Resting-state functional magnetic resonance imaging (rs-fMRI) examines functional networks in the brain and provides considerable insight into human brain function. rs-fMRI analyses blood oxygen level-dependent (BOLD) signals which are temporally correlated in resting state, with the underlying assumption that brain regions that show BOLD fluctuations in synchrony communicate (Biswal et al., 1995b, Fox and Raichle, 2007). Only a few studies have used rs-fMRI to establish typically developing trajectories of cortico-dorsal striatal functional connectivity, identifying primarily decreasing functional connectivity between the dorsal striatum and cortical regions with age. Through childhood and adulthood, functional connectivity between dorsal striatum and the somatomotor network was reported to decrease (Barber et al., 2019, Greene et al., 2014, Porter et al., 2015), and these decreases were also found between early to mid-adulthood (Manza et al., 2015a) and extended to other subcortical, visual and limbic regions with age (Barber et al., 2019). Higher connectivity with the sensorimotor systems in childhood would underlie the period of acquisition of a wide range of motor skills (e.g., Graybiel and Grafton, 2015), with a decrease from adolescence to adulthood as skills become stable or habitual behaviours. Increased connectivity of the dorsal striatum with age was reported with regions engaged in higher-order cognitive performance such as the default-mode and fronto-parietal networks (Barber et al., 2019, Manza et al., 2015a, Porter et al., 2015). These bidirectional changes align with the developmental model of decreasing stimulus-driven (sensorimotor) to increasing goal-directed (higher-order cognitive) processing with age in the brain (Casey et al., 2005).
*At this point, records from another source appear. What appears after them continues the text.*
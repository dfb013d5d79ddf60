/*
 * Copyright (c) godot-rust; Bromeon and contributors.
 * This Source Code Form is subject to the terms of the Mozilla Public
 * License, v. 2.0. If a copy of the MPL was not distributed with this
 * file, You can obtain one at https://mozilla.org/MPL/2.0/.
 */

// Loads the library through its exported entry symbol, the way the engine does. Initialization happens once per process,
// so only one test performs the load, and `framework::initialize()` is not used here.

use std::sync::Mutex;

use gdinterop::builtin::VarArray;
use gdinterop::meta::Marshal;
use gdinterop::init::{ExtensionLibrary, InitLevel, gdextension};
use gdinterop::lifetime::registry;
use gdinterop::sys;
use itest::framework::engine;

static EVENTS: Mutex<Vec<String>> = Mutex::new(Vec::new());

fn record(event: String) {
    EVENTS.lock().expect("events lock").push(event);
}

struct SceneExtension;

#[gdextension(entry_point = scene_extension_init)]
impl ExtensionLibrary for SceneExtension {
    fn min_level() -> InitLevel {
        InitLevel::Scene
    }

    fn on_level_init(level: InitLevel) {
        record(format!("init {level:?}"));
    }

    fn on_level_deinit(level: InitLevel) {
        record(format!("deinit {level:?}"));
    }

    fn on_shutdown() {
        record("shutdown".to_string());
    }
}

#[test]
fn entry_point_drives_init_levels() {
    let mut init = sys::GDExtensionInitialization {
        minimum_initialization_level: sys::GDEXTENSION_INITIALIZATION_CORE,
        userdata: std::ptr::null_mut(),
        initialize: None,
        deinitialize: None,
    };

    // SAFETY: the engine double provides all interface functions; the symbol is called once, with a writable struct.
    let loaded = unsafe { scene_extension_init(Some(engine::get_proc_address), engine::library(), &mut init) };

    assert_eq!(loaded, sys::SYS_TRUE);
    assert!(sys::is_initialized());
    assert_eq!(init.minimum_initialization_level, sys::GDEXTENSION_INITIALIZATION_SCENE);

    let initialize = init.initialize.expect("initialize callback");
    let deinitialize = init.deinitialize.expect("deinitialize callback");

    let levels = [
        sys::GDEXTENSION_INITIALIZATION_CORE,
        sys::GDEXTENSION_INITIALIZATION_SERVERS,
        sys::GDEXTENSION_INITIALIZATION_SCENE,
        sys::GDEXTENSION_INITIALIZATION_EDITOR,
    ];

    for level in levels {
        // SAFETY: callbacks were filled in by the entry point; levels are loaded in ascending order.
        unsafe { initialize(init.userdata, level) };
    }

    let mut leftover = VarArray::new();
    leftover.push(&7i64.to_variant());

    for level in levels.into_iter().rev() {
        // SAFETY: as above, in descending order.
        unsafe { deinitialize(init.userdata, level) };
    }

    let events = EVENTS.lock().expect("events lock").clone();
    assert_eq!(
        events,
        ["init Scene", "init Editor", "deinit Editor", "deinit Scene", "shutdown"],
    );

    // Unloading the lowest level shut the library down.
    assert!(sys::is_shutting_down());
    assert!(leftover.is_disposed());
    assert!(registry().is_empty());
}

#[test]
fn entry_point_rejects_missing_initialization_struct() {
    // Fails before touching the engine, so it can share the process with the test above.
    // SAFETY: null init pointer is checked before anything else happens.
    let loaded = unsafe {
        scene_extension_init(Some(engine::get_proc_address), engine::library(), std::ptr::null_mut())
    };

    assert_eq!(loaded, sys::SYS_FALSE);
}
Few studies have examined the full age range encompassing children, adolescents and adults and they have had either a relatively small sample size (n = 106, with only 27 participants under 19 years of age) (Porter et al., 2015) or included data from public databases collected across multiple sites (n = 926), with the study’s focus on the relation between striatal development and psychopathology (Barber et al., 2019). Thus, there exists a significant gap in the literature to establish the precise changes that occur between childhood and adolescence, and adolescence and adulthood, and to capture functional connectivity features that may be related to behavioural characteristics in each developmental stage. Furthermore, given the growing awareness of the importance of large sample sizes to establish reliable and replicable neuroimaging findings, there is a need for a larger single-site samples to examine the typical development of cortico-dorsal striatal connectivity (Cui and Gong, 2018, Xia et al., 2019).
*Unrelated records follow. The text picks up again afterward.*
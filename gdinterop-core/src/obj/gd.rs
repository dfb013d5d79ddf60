/*
 * Copyright (c) godot-rust; Bromeon and contributors.
 * This Source Code Form is subject to the terms of the Mozilla Public
 * License, v. 2.0. If a copy of the MPL was not distributed with this
 * file, You can obtain one at https://mozilla.org/MPL/2.0/.
 */

use std::fmt;
use std::marker::PhantomData;
use std::sync::{Arc, Mutex, MutexGuard, Weak};

use crate::builtin::Variant;
use crate::lifetime::{Disposable, DisposalToken, engine_available, registry};
use crate::meta::error::{CallError, ConvertError, FromFfiError, FromVariantError};
use crate::meta::{Marshal, NullableMarshal, read_slot, write_slot};
use crate::obj::classes::ref_counted;
use crate::obj::{GodotClass, Inherits, InstanceId};
use crate::sys;
use crate::sys::VariantType;

/// Handle to an engine object of class `T`.
///
/// Marshalled as the raw object pointer: conversions never copy the object itself.
///
/// # Ownership
/// - For reference-counted objects, every `Gd` holds one strong reference. Cloning adds a reference, dropping or
///   [disposing](Self::dispose) releases it, and the last release destroys the object.
/// - For manually managed objects, a `Gd` is a plain pointer. The object lives until [`free()`](Self::free) is called.
///
/// Every handle is tracked in the engine-object bucket of the [disposal registry](crate::lifetime), so references still held at
/// shutdown are released before the engine goes away.
pub struct Gd<T: GodotClass> {
    cell: Arc<ObjectCell>,

    // Not Send/Sync: the engine's objects are not thread-safe in general.
    _marker: PhantomData<*const T>,
}

sys::static_assert_eq_size_align!(sys::GDExtensionObjectPtr, sys::types::OpaqueObject);

impl<T: GodotClass> Gd<T> {
    /// Constructs a new instance of `T` through the class database.
    ///
    /// # Panics
    /// If the engine cannot instantiate the class.
    pub fn instantiate() -> Self {
        let class_name = sys::ScratchStringName::new(T::CLASS_NAME);

        // SAFETY: the name lives until the end of the call.
        let object = unsafe { sys::interface_fn!(classdb_construct_object)(class_name.as_const_ptr()) };
        assert!(!object.is_null(), "failed to instantiate class {}", T::CLASS_NAME);

        let refcounted = is_instance_refcounted(object);
        if refcounted {
            // SAFETY: freshly constructed reference-counted instance.
            unsafe { ref_counted::init_ref(object) };
        }

        Self::adopt(object, refcounted)
    }

    /// Handle to the object at `object`, adding a reference if it is reference-counted. `None` for null.
    ///
    /// # Safety
    /// `object` must be null or point to a live instance of `T` or a subclass.
    pub unsafe fn from_obj_sys(object: sys::GDExtensionObjectPtr) -> Option<Self> {
        if object.is_null() {
            return None;
        }

        let refcounted = is_instance_refcounted(object);
        if refcounted {
            // SAFETY: forwarded to caller.
            unsafe { ref_counted::reference(object) };
        }

        Some(Self::adopt(object, refcounted))
    }

    /// Takes over the object pointer stored at `src`, including the reference it holds.
    ///
    /// # Safety
    /// `src` must point to a non-null object pointer of class `T`, whose reference (if any) is owned by the caller.
    pub unsafe fn from_sys_taking_ownership(src: sys::GDExtensionConstTypePtr) -> Self {
        // SAFETY: forwarded to caller.
        let object = unsafe { read_slot::<sys::GDExtensionObjectPtr>(src) };
        assert!(!object.is_null(), "Gd::from_sys_taking_ownership(): null object");

        Self::adopt(object, is_instance_refcounted(object))
    }

    /// New handle to the object pointer stored at `src`, which keeps its own reference.
    ///
    /// # Safety
    /// `src` must point to a non-null object pointer of class `T`.
    pub unsafe fn from_sys_copying(src: sys::GDExtensionConstTypePtr) -> Self {
        // SAFETY: forwarded to caller.
        unsafe { Self::from_obj_sys(read_slot(src)) }
            .unwrap_or_else(|| panic!("Gd::from_sys_copying(): null object"))
    }

    /// Looks up a live object by ID. `None` if it no longer exists or is not a `T`.
    pub fn try_from_instance_id(id: InstanceId) -> Option<Self> {
        // SAFETY: the engine returns null for unknown IDs.
        let object = unsafe { sys::interface_fn!(object_get_instance_from_id)(id.to_u64()) };
        let object = cast_object_ptr::<T>(object)?;

        // SAFETY: checked to be a live `T`.
        unsafe { Self::from_obj_sys(object) }
    }

    /// Raw object pointer.
    ///
    /// # Panics
    /// If the handle has been disposed.
    pub fn obj_sys(&self) -> sys::GDExtensionObjectPtr {
        self.cell.object()
    }

    pub fn instance_id(&self) -> InstanceId {
        let object = self.obj_sys();

        // SAFETY: `object` is live while the handle exists.
        let id = unsafe { sys::interface_fn!(object_get_instance_id)(object) };
        InstanceId::try_from_u64(id)
            .unwrap_or_else(|| panic!("live {} object has no instance ID", T::CLASS_NAME))
    }

    /// Current reference count, or `None` for manually managed objects.
    pub fn reference_count(&self) -> Option<i32> {
        // SAFETY: the object is live and reference-counted.
        self.cell
            .refcounted
            .then(|| unsafe { ref_counted::get_reference_count(self.obj_sys()) })
    }

    /// Converts to a handle of a base class. Always succeeds.
    pub fn upcast<Base>(self) -> Gd<Base>
    where
        Base: GodotClass,
        T: Inherits<Base>,
    {
        self.retype()
    }

    /// Converts to a handle of `Derived`, or gives back `self` if the object is not a `Derived`.
    pub fn try_cast<Derived: GodotClass>(self) -> Result<Gd<Derived>, Self> {
        match cast_object_ptr::<Derived>(self.obj_sys()) {
            Some(_) => Ok(self.retype()),
            None => Err(self),
        }
    }

    /// ⚠️ Converts to a handle of `Derived`.
    ///
    /// # Panics
    /// If the object is not a `Derived`.
    pub fn cast<Derived: GodotClass>(self) -> Gd<Derived> {
        self.try_cast().unwrap_or_else(|original| {
            panic!(
                "cannot cast {} to {}",
                original.dynamic_class_description(),
                Derived::CLASS_NAME
            )
        })
    }

    /// ⚠️ Destroys a manually managed object. Other handles to it dangle afterwards.
    ///
    /// # Panics
    /// If the object is reference-counted, or the handle has been disposed.
    pub fn free(self) {
        assert!(
            !self.cell.refcounted,
            "called free() on reference-counted {}; drop all handles instead",
            T::CLASS_NAME
        );

        let object = self.cell.take_for_free();

        // SAFETY: manually managed object, owned by the caller of `free()`.
        unsafe { sys::interface_fn!(object_destroy)(object) };
    }

    /// Releases this handle now: reference-counted objects lose one reference. Later calls and the eventual drop are no-ops.
    pub fn dispose(&self) {
        self.cell.dispose();
    }

    pub fn is_disposed(&self) -> bool {
        self.cell.is_disposed()
    }

    /// Calls `method` dynamically through the engine.
    pub fn call(&self, method: &str, args: &[Variant]) -> Result<Variant, CallError> {
        self.to_variant().try_call(method, args)
    }

    fn adopt(object: sys::GDExtensionObjectPtr, refcounted: bool) -> Self {
        Self {
            cell: ObjectCell::new(object, refcounted),
            _marker: PhantomData,
        }
    }

    fn retype<U: GodotClass>(self) -> Gd<U> {
        Gd {
            cell: self.cell,
            _marker: PhantomData,
        }
    }

    fn dynamic_class_description(&self) -> String {
        match self.cell.try_object() {
            Some(_) => format!("{} (id {})", T::CLASS_NAME, self.instance_id()),
            None => format!("{} (disposed)", T::CLASS_NAME),
        }
    }
}

impl<T: GodotClass> Clone for Gd<T> {
    fn clone(&self) -> Self {
        // SAFETY: `self` keeps the object alive.
        unsafe { Self::from_obj_sys(self.obj_sys()) }
            .unwrap_or_else(|| unreachable!("live handle has null object"))
    }
}

impl<T: GodotClass> PartialEq for Gd<T> {
    fn eq(&self, other: &Self) -> bool {
        self.cell.try_object() == other.cell.try_object()
    }
}

impl<T: GodotClass> fmt::Debug for Gd<T> {
    fn fmt(&self, f: &mut fmt::Formatter<'_>) -> fmt::Result {
        write!(f, "Gd({})", self.dynamic_class_description())
    }
}

// ----------------------------------------------------------------------------------------------------------------------------------------------
// Marshalling

impl<T: GodotClass> Marshal for Gd<T> {
    const VIA_REGISTRY: bool = false;

    fn variant_type() -> VariantType {
        VariantType::Object
    }

    fn to_variant(&self) -> Variant {
        let object = self.obj_sys();

        // SAFETY: the slot holds a live object pointer; the variant takes its own reference.
        unsafe {
            Variant::from_value_ptr(
                VariantType::Object,
                &object as *const sys::GDExtensionObjectPtr as sys::GDExtensionConstTypePtr,
            )
        }
    }

    fn try_from_variant(variant: &Variant) -> Result<Self, ConvertError> {
        let object = object_ptr_of_variant(variant)?;
        if object.is_null() {
            return Err(FromVariantError::BadValue.into_error(variant));
        }

        let object = cast_object_ptr::<T>(object).ok_or_else(|| {
            FromVariantError::WrongClass {
                expected: T::CLASS_NAME,
            }
            .into_error(variant)
        })?;

        // SAFETY: the variant keeps the object alive during the call; checked to be a `T`.
        unsafe { Self::from_obj_sys(object) }.ok_or_else(|| FromVariantError::BadValue.into_error(variant))
    }

    unsafe fn write_to_ptr(&self, dst: sys::GDExtensionUninitializedTypePtr) {
        // SAFETY: forwarded to caller.
        unsafe { write_slot(dst, self.obj_sys()) }
    }

    unsafe fn try_read_from_ptr(src: sys::GDExtensionConstTypePtr) -> Result<Self, ConvertError> {
        // SAFETY: forwarded to caller.
        let object = unsafe { read_slot::<sys::GDExtensionObjectPtr>(src) };
        if object.is_null() {
            return Err(FromFfiError::NullRawGd.into_error());
        }

        let object = cast_object_ptr::<T>(object).ok_or_else(|| FromFfiError::WrongObjectType.into_error())?;

        // SAFETY: non-null, checked to be a `T`.
        unsafe { Self::from_obj_sys(object) }.ok_or_else(|| FromFfiError::NullRawGd.into_error())
    }
}

/// `None` is stored as `Nil` in variants and as a null pointer in slots.
impl<T: GodotClass> NullableMarshal for Gd<T> {
    unsafe fn write_null_to_ptr(dst: sys::GDExtensionUninitializedTypePtr) {
        // SAFETY: forwarded to caller.
        unsafe { write_slot::<sys::GDExtensionObjectPtr>(dst, std::ptr::null_mut()) }
    }

    unsafe fn is_null_ptr(src: sys::GDExtensionConstTypePtr) -> bool {
        // SAFETY: forwarded to caller.
        unsafe { read_slot::<sys::GDExtensionObjectPtr>(src) }.is_null()
    }

    fn is_null_variant(variant: &Variant) -> bool {
        variant.is_nil() || object_ptr_of_variant(variant).is_ok_and(|object| object.is_null())
    }
}

fn object_ptr_of_variant(variant: &Variant) -> Result<sys::GDExtensionObjectPtr, ConvertError> {
    let mut object: sys::GDExtensionObjectPtr = std::ptr::null_mut();

    // SAFETY: the slot is an object pointer, matching the native layout of `Object`.
    unsafe {
        variant.try_write_value_ptr(
            VariantType::Object,
            &mut object as *mut sys::GDExtensionObjectPtr as sys::GDExtensionUninitializedTypePtr,
        )?
    };
    Ok(object)
}

/// `object` if it is non-null and an instance of `U`.
fn cast_object_ptr<U: GodotClass>(object: sys::GDExtensionObjectPtr) -> Option<sys::GDExtensionObjectPtr> {
    if object.is_null() {
        return None;
    }

    // SAFETY: `object` is a live object; the engine returns null if the class does not match.
    let cast = unsafe { sys::interface_fn!(object_cast_to)(object, U::class_tag().as_ptr()) };
    (!cast.is_null()).then_some(cast)
}

fn is_instance_refcounted(object: sys::GDExtensionObjectPtr) -> bool {
    // SAFETY: callers pass live objects.
    let id = unsafe { sys::interface_fn!(object_get_instance_id)(object) };
    InstanceId::try_from_u64(id).is_some_and(InstanceId::is_ref_counted)
}

// ----------------------------------------------------------------------------------------------------------------------------------------------
// Tracking

#[derive(Copy, Clone, Eq, PartialEq)]
struct ObjectPtr(sys::GDExtensionObjectPtr);

// SAFETY: the pointer is only dereferenced by the engine; access through the cell is serialized by its mutex.
unsafe impl Send for ObjectPtr {}
// SAFETY: See `Send` impl safety doc.
unsafe impl Sync for ObjectPtr {}

/// Registry entry of one [`Gd`] handle.
struct ObjectCell {
    object: Mutex<Option<ObjectPtr>>,
    refcounted: bool,
    token: DisposalToken,
}

impl ObjectCell {
    fn new(object: sys::GDExtensionObjectPtr, refcounted: bool) -> Arc<Self> {
        Arc::new_cyclic(|weak: &Weak<ObjectCell>| {
            let weak: Weak<dyn Disposable> = weak.clone();
            ObjectCell {
                object: Mutex::new(Some(ObjectPtr(object))),
                refcounted,
                token: registry().register_engine_object(weak),
            }
        })
    }

    fn lock(&self) -> MutexGuard<'_, Option<ObjectPtr>> {
        self.object.lock().unwrap_or_else(|e| e.into_inner())
    }

    fn try_object(&self) -> Option<sys::GDExtensionObjectPtr> {
        self.lock().map(|ptr| ptr.0)
    }

    fn object(&self) -> sys::GDExtensionObjectPtr {
        self.try_object()
            .unwrap_or_else(|| panic!("object handle used after it was disposed"))
    }

    /// Detaches the pointer without releasing a reference.
    fn take_for_free(&self) -> sys::GDExtensionObjectPtr {
        let ptr = self
            .lock()
            .take()
            .unwrap_or_else(|| panic!("object handle used after it was disposed"));

        let unregistered = registry().unregister(self.token);
        debug_assert!(unregistered.is_ok(), "freed twice: {unregistered:?}");
        ptr.0
    }
}

impl Disposable for ObjectCell {
    fn dispose(&self) {
        let Some(ObjectPtr(object)) = self.lock().take() else {
            return;
        };

        if self.refcounted && engine_available() {
            // SAFETY: this handle held one reference, released exactly once here.
            unsafe {
                if ref_counted::unreference(object) {
                    sys::interface_fn!(object_destroy)(object);
                }
            }
        }

        let unregistered = registry().unregister(self.token);
        debug_assert!(unregistered.is_ok(), "disposed twice: {unregistered:?}");
    }

    fn is_disposed(&self) -> bool {
        self.lock().is_none()
    }
}

impl Drop for ObjectCell {
    fn drop(&mut self) {
        self.dispose();
    }
}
Thus, we examined the development in cortico-striatal network in a large (n = 476), single-site sample of healthy subjects aged 3–42 years of age with a focus on the dorsal striatum. We hypothesized that cortico-striatal functional connectivity, particularly to motor areas, would change most rapidly early in the childhood period when many motor skills are being acquired. In addition, long-range connections to anterior and the posterior regions would continue to develop through adolescence and adulthood. In particular, the adolescents would demonstrate a developmental transition in establishing long-range striatal connectivity, supporting their behavioural characteristics.
2. Materials and methods
2.1. Participants and ethics statement
We collected rs-fMRI scans from 476 healthy children, adolescents and adults who participated as controls for a variety of studies at the Hospital for Sick Children in Toronto. The exclusion criteria included intellectual, learning, language, neurological or developmental disabilities and participants 43 years and older, leaving 464 participants. The participants were grouped into children (3–10 years old), adolescents (11–19 years old) and adults (20–42 years old). Written informed consent was obtained from adults and adolescents and the parents of younger children; younger children gave informed verbal assent. All studies were approved by the Research Ethics Board of the Hospital for Sick Children.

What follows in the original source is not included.